Collected data
>>>

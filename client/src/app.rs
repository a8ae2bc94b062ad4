//! Root application component with routing and context providers.

use std::rc::Rc;

use leptos::prelude::*;
use leptos_meta::{MetaTags, Stylesheet, Title, provide_meta_context};
use leptos_router::{
    StaticSegment,
    components::{Redirect, Route, Router, Routes},
};

use crate::components::notifications::Notifications;
use crate::components::protected_route::ProtectedRoute;
use crate::net::identity::{IdentityClient, IdentityConfig};
use crate::pages::{login::LoginPage, products::ProductsPage};
use crate::state::auth::SessionStore;
use crate::state::notify::NotificationQueue;
use crate::util::auth::PRODUCTS_PATH;

/// HTML shell rendered on the server for SSR + hydration.
pub fn shell(options: LeptosOptions) -> impl IntoView {
    view! {
        <!DOCTYPE html>
        <html lang="en">
            <head>
                <meta charset="utf-8"/>
                <meta name="viewport" content="width=device-width, initial-scale=1"/>
                <AutoReload options=options.clone()/>
                <HydrationScripts options/>
                <MetaTags/>
            </head>
            <body>
                <App/>
            </body>
        </html>
    }
}

/// Root application component.
///
/// Builds the session store around the identity provider, provides it and
/// the notification queue as context, and sets up client-side routing.
#[component]
pub fn App() -> impl IntoView {
    provide_meta_context();

    let provider = Rc::new(IdentityClient::new(IdentityConfig::from_build_env()));
    let session = SessionStore::new(provider);
    session.init();
    // The provider's first announcement happens after hydration so the
    // server-rendered "loading" markup matches the client's first render.
    Effect::new(move || session.resolve());
    on_cleanup(move || session.teardown());

    provide_context(session);
    provide_context(RwSignal::new(NotificationQueue::default()));

    view! {
        <Stylesheet id="leptos" href="/pkg/product-admin.css"/>
        <Title text="Product Admin"/>

        <Router>
            <Routes fallback=|| "Page not found.".into_view()>
                <Route path=StaticSegment("") view=|| view! { <Redirect path=PRODUCTS_PATH/> }/>
                <Route path=StaticSegment("login") view=LoginPage/>
                <Route
                    path=StaticSegment("products")
                    view=|| view! { <ProtectedRoute><ProductsPage/></ProtectedRoute> }
                />
            </Routes>
        </Router>
        <Notifications/>
    }
}
//! Upstream product API — the external service of record for products.
//!
//! DESIGN
//! ======
//! Route handlers depend on the `ProductApi` trait rather than on `reqwest`
//! directly so tests can substitute a recording mock. Payloads are opaque
//! `serde_json::Value`s: this layer relays whatever upstream returns and
//! enforces no schema of its own.

pub mod http;

pub use http::UpstreamClient;

use serde_json::Value;

// =============================================================================
// ERROR
// =============================================================================

/// Errors produced by upstream product API calls.
#[derive(Debug, thiserror::Error)]
pub enum UpstreamError {
    /// The underlying HTTP client could not be constructed.
    #[error("HTTP client build failed: {0}")]
    HttpClientBuild(String),

    /// The configured base URL cannot carry request paths.
    #[error("invalid upstream url: {0}")]
    InvalidUrl(String),

    /// Transport failure: connect, timeout, or body read.
    #[error("upstream request failed: {0}")]
    Request(String),

    /// Upstream answered with a non-success status.
    #[error("upstream response error: status {status}")]
    Status { status: u16, body: String },

    /// Upstream answered 2xx with a body that is not JSON.
    #[error("upstream response parse failed: {0}")]
    Parse(String),
}

// =============================================================================
// TRAIT
// =============================================================================

/// One method per upstream endpoint. Each call is a single best-effort round
/// trip with no retries.
#[async_trait::async_trait]
pub trait ProductApi: Send + Sync {
    /// `GET /web/v1/product?product_id=<id>`
    async fn get_product(&self, product_id: &str) -> Result<Value, UpstreamError>;

    /// `POST /web/v1/product`
    async fn create_product(&self, body: Value) -> Result<Value, UpstreamError>;

    /// `PUT /web/v1/product`
    async fn update_product(&self, body: Value) -> Result<Value, UpstreamError>;

    /// `DELETE /web/v1/product/<id>`
    async fn delete_product(&self, product_id: &str) -> Result<Value, UpstreamError>;

    /// `GET /web/v1/products?<params>` with the params forwarded as given.
    async fn list_products(&self, params: Vec<(String, String)>) -> Result<Value, UpstreamError>;
}
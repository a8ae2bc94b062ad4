//! Server configuration parsed from environment variables.

pub const DEFAULT_PORT: u16 = 3000;
pub const DEFAULT_UPSTREAM_REQUEST_TIMEOUT_SECS: u64 = 30;
pub const DEFAULT_UPSTREAM_CONNECT_TIMEOUT_SECS: u64 = 10;

/// Errors produced while reading configuration.
#[derive(Debug, thiserror::Error)]
pub enum ConfigError {
    #[error("missing environment variable: {0}")]
    MissingEnvVar(&'static str),

    #[error("invalid environment variable {var}: {reason}")]
    InvalidEnvVar { var: &'static str, reason: String },
}

#[derive(Debug, Clone, Copy, PartialEq, Eq)]
pub struct UpstreamTimeouts {
    pub request_secs: u64,
    pub connect_secs: u64,
}

#[derive(Debug, Clone, PartialEq, Eq)]
pub struct ServerConfig {
    pub port: u16,
    /// Base URL of the product service, without a trailing slash.
    pub upstream_base_url: String,
    pub timeouts: UpstreamTimeouts,
}

impl ServerConfig {
    /// Build typed server config from environment variables.
    ///
    /// Required:
    /// - `UPSTREAM_API_URL`: base URL of the external product API
    ///
    /// Optional:
    /// - `PORT`: default 3000
    /// - `UPSTREAM_REQUEST_TIMEOUT_SECS`: default 30
    /// - `UPSTREAM_CONNECT_TIMEOUT_SECS`: default 10
    ///
    /// # Errors
    ///
    /// Returns an error if the upstream URL is missing or `PORT` is not a port number.
    pub fn from_env() -> Result<Self, ConfigError> {
        let upstream_base_url = std::env::var("UPSTREAM_API_URL")
            .ok()
            .and_then(|raw| normalize_base_url(&raw))
            .ok_or(ConfigError::MissingEnvVar("UPSTREAM_API_URL"))?;

        let port = parse_port(std::env::var("PORT").ok().as_deref())?;
        let timeouts = UpstreamTimeouts {
            request_secs: env_parse_u64("UPSTREAM_REQUEST_TIMEOUT_SECS", DEFAULT_UPSTREAM_REQUEST_TIMEOUT_SECS),
            connect_secs: env_parse_u64("UPSTREAM_CONNECT_TIMEOUT_SECS", DEFAULT_UPSTREAM_CONNECT_TIMEOUT_SECS),
        };

        Ok(Self { port, upstream_base_url, timeouts })
    }
}

fn normalize_base_url(raw: &str) -> Option<String> {
    let trimmed = raw.trim().trim_end_matches('/');
    if trimmed.is_empty() {
        return None;
    }
    Some(trimmed.to_owned())
}

fn parse_port(raw: Option<&str>) -> Result<u16, ConfigError> {
    match raw {
        None => Ok(DEFAULT_PORT),
        Some(value) => value
            .trim()
            .parse::<u16>()
            .map_err(|e| ConfigError::InvalidEnvVar { var: "PORT", reason: e.to_string() }),
    }
}

fn env_parse_u64(key: &str, default: u64) -> u64 {
    std::env::var(key)
        .ok()
        .and_then(|v| v.trim().parse::<u64>().ok())
        .unwrap_or(default)
}

#[cfg(test)]
#[path = "config_test.rs"]
mod tests;
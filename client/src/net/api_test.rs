use super::*;
use serde_json::json;

fn shirt_draft() -> ProductDraft {
    ProductDraft {
        product_title: "Shirt".to_owned(),
        product_price: 100_000.0,
        product_description: String::new(),
        product_category: String::new(),
        product_image: String::new(),
    }
}

#[test]
fn first_page_query_has_page_limit_and_empty_search() {
    let request = list_products_request(1, 5, "");
    assert_eq!(request.method, Method::Get);
    assert_eq!(
        request.query,
        vec![("page", "1".to_owned()), ("limit", "5".to_owned()), ("search", String::new())]
    );
    assert_eq!(request.path, "/api/products");
    assert!(request.body.is_none());
}

#[test]
fn search_term_is_carried_unencoded() {
    let request = list_products_request(2, 5, "kaos & celana");
    assert_eq!(request.query[0], ("page", "2".to_owned()));
    assert_eq!(request.query[2], ("search", "kaos & celana".to_owned()));
}

#[test]
fn create_request_posts_form_values() {
    let request = create_product_request(&shirt_draft());
    assert_eq!(request.method, Method::Post);
    assert_eq!(request.path, "/api/product");
    assert!(request.query.is_empty());
    let body = request.body.unwrap();
    assert_eq!(body["product_title"], json!("Shirt"));
    assert_eq!(body["product_price"], json!(100_000));
}

#[test]
fn update_request_puts_full_record() {
    let product: Product = serde_json::from_value(json!({
        "product_id": 9,
        "product_title": "Hat",
        "product_price": 5000,
        "sku": "H-9"
    }))
    .unwrap();
    let request = update_product_request(&product);
    assert_eq!(request.method, Method::Put);
    let body = request.body.unwrap();
    assert_eq!(body["product_id"], json!(9));
    assert_eq!(body["sku"], json!("H-9"));
}

#[test]
fn delete_request_carries_id_in_query() {
    let request = delete_product_request(&ProductId::Text("p 1".to_owned()));
    assert_eq!(request.method, Method::Delete);
    assert!(request.body.is_none());
    assert_eq!(request.path, "/api/product");
    assert_eq!(request.query, vec![("product_id", "p 1".to_owned())]);
}

#[test]
fn request_failed_message_formats_status() {
    assert_eq!(request_failed_message(Method::Put, 500), "Put request failed: 500");
}

#[cfg(not(feature = "hydrate"))]
#[test]
fn send_json_is_unavailable_on_server() {
    use std::future::Future;
    use std::task::{Context, Poll, Waker};

    let request = list_products_request(1, 5, "");
    let mut future = std::pin::pin!(send_json(&request));
    let mut cx = Context::from_waker(Waker::noop());
    assert_eq!(
        future.as_mut().poll(&mut cx),
        Poll::Ready(Err("not available on server".to_owned()))
    );
}
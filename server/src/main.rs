#![recursion_limit = "256"]

mod config;
mod routes;
mod state;
mod upstream;

use std::sync::Arc;

#[tokio::main]
async fn main() {
    let _ = dotenvy::dotenv();
    tracing_subscriber::fmt::init();

    let config = config::ServerConfig::from_env().expect("invalid server configuration");
    let upstream = upstream::UpstreamClient::new(&config.upstream_base_url, config.timeouts)
        .expect("upstream client init failed");
    tracing::info!(
        upstream = %upstream.base_url(),
        request_timeout_secs = config.timeouts.request_secs,
        "upstream product API configured"
    );

    let state = state::AppState::new(Arc::new(upstream));

    let app = match routes::leptos_app(state.clone()) {
        Ok(app) => app,
        Err(e) => {
            tracing::warn!(error = %e, "leptos options unavailable; serving API routes only");
            routes::api_routes(state)
        }
    };

    let listener = tokio::net::TcpListener::bind(format!("0.0.0.0:{}", config.port))
        .await
        .expect("failed to bind");

    tracing::info!(port = config.port, "product-admin listening");
    axum::serve(listener, app).await.expect("server failed");
}
//! Email/password login page.
//!
//! SYSTEM CONTEXT
//! ==============
//! Sign-in goes straight to the identity provider. This page never sets auth
//! state itself: on success the provider announces the user, the session
//! store updates, and the effect below moves to `/products`.

#[cfg(test)]
#[path = "login_test.rs"]
mod login_test;

use leptos::prelude::*;
use leptos_router::NavigateOptions;
use leptos_router::hooks::use_navigate;

use crate::state::auth::SessionStore;
use crate::state::login::{LoginPhase, LoginView, login_view, should_enter_app};
use crate::util::auth::PRODUCTS_PATH;

pub const EMAIL_REQUIRED: &str = "Please input your Email!";
pub const EMAIL_INVALID: &str = "The input is not valid E-mail!";
pub const PASSWORD_REQUIRED: &str = "Please input your Password!";

#[derive(Clone, Copy, Debug, Default, PartialEq, Eq)]
pub struct CredentialErrors {
    pub email: Option<&'static str>,
    pub password: Option<&'static str>,
}

/// Loose `local@domain.tld` shape check; the provider does the real validation.
fn looks_like_email(email: &str) -> bool {
    if email.chars().any(char::is_whitespace) {
        return false;
    }
    let Some((local, domain)) = email.split_once('@') else {
        return false;
    };
    !local.is_empty()
        && !domain.contains('@')
        && domain.contains('.')
        && domain.split('.').all(|label| !label.is_empty())
}

/// Trim the email and check both fields are usable.
fn validate_credentials(email: &str, password: &str) -> Result<(String, String), CredentialErrors> {
    let email = email.trim();
    let mut errors = CredentialErrors::default();
    if email.is_empty() {
        errors.email = Some(EMAIL_REQUIRED);
    } else if !looks_like_email(email) {
        errors.email = Some(EMAIL_INVALID);
    }
    if password.is_empty() {
        errors.password = Some(PASSWORD_REQUIRED);
    }
    if errors == CredentialErrors::default() {
        Ok((email.to_owned(), password.to_owned()))
    } else {
        Err(errors)
    }
}

#[component]
pub fn LoginPage() -> impl IntoView {
    let store = expect_context::<SessionStore>();
    let auth = store.state();
    let navigate = use_navigate();

    let email = RwSignal::new(String::new());
    let password = RwSignal::new(String::new());
    let field_errors = RwSignal::new(CredentialErrors::default());
    let phase = RwSignal::new(LoginPhase::default());

    Effect::new(move || {
        if should_enter_app(&auth.get()) {
            navigate(PRODUCTS_PATH, NavigateOptions { replace: true, ..NavigateOptions::default() });
        }
    });

    let on_submit = move |ev: leptos::ev::SubmitEvent| {
        ev.prevent_default();
        let (email_value, password_value) = match validate_credentials(&email.get(), &password.get()) {
            Ok(valid) => valid,
            Err(errors) => {
                field_errors.set(errors);
                return;
            }
        };
        field_errors.set(CredentialErrors::default());
        if !phase.try_update(LoginPhase::begin).unwrap_or(false) {
            return;
        }

        #[cfg(feature = "hydrate")]
        leptos::task::spawn_local(async move {
            match store.sign_in(email_value, password_value).await {
                Ok(_) => phase.update(LoginPhase::succeed),
                Err(e) => {
                    log::error!("Login failed: {e}");
                    phase.update(LoginPhase::fail);
                }
            }
        });
        #[cfg(not(feature = "hydrate"))]
        {
            let _ = (store, email_value, password_value);
        }
    };

    let view_kind = Memo::new(move |_| login_view(&auth.get()));
    let submitting = move || phase.with(LoginPhase::is_submitting);

    move || match view_kind.get() {
        LoginView::Placeholder => view! { <div class="placeholder">"Loading..."</div> }.into_any(),
        LoginView::Form => view! {
            <div class="login-page">
                <div class="login-card">
                    <h1>"Login"</h1>
                    <form class="login-form" on:submit=on_submit novalidate>
                        <input
                            class="login-input"
                            type="email"
                            placeholder="Email"
                            autocomplete="off"
                            prop:value=move || email.get()
                            on:input=move |ev| email.set(event_target_value(&ev))
                        />
                        {move || field_errors.get().email.map(|msg| view! { <p class="login-field-error">{msg}</p> })}
                        <input
                            class="login-input"
                            type="password"
                            placeholder="Password"
                            autocomplete="off"
                            prop:value=move || password.get()
                            on:input=move |ev| password.set(event_target_value(&ev))
                        />
                        {move || field_errors.get().password.map(|msg| view! { <p class="login-field-error">{msg}</p> })}
                        {move || {
                            phase.with(|p| p.error().map(str::to_owned))
                                .map(|msg| view! { <div class="login-message login-message--error">{msg}</div> })
                        }}
                        <button class="login-button" type="submit" disabled=submitting>
                            {move || if submitting() { "Logging in..." } else { "Log In" }}
                        </button>
                    </form>
                </div>
            </div>
        }
        .into_any(),
    }
}
//! Networking modules for the product proxy and the identity provider.
//!
//! SYSTEM CONTEXT
//! ==============
//! `api` calls this app's own `/api/*` routes, `identity` talks to the
//! identity provider directly, and `types` defines the shared wire schema.

pub mod api;
pub mod identity;
pub mod types;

<<<

**About this exercise**
If a line in the records above contains the string "configured", copy that line out.

**Problem solution**
    /// The configured base URL cannot carry request paths.
        "upstream product API configured"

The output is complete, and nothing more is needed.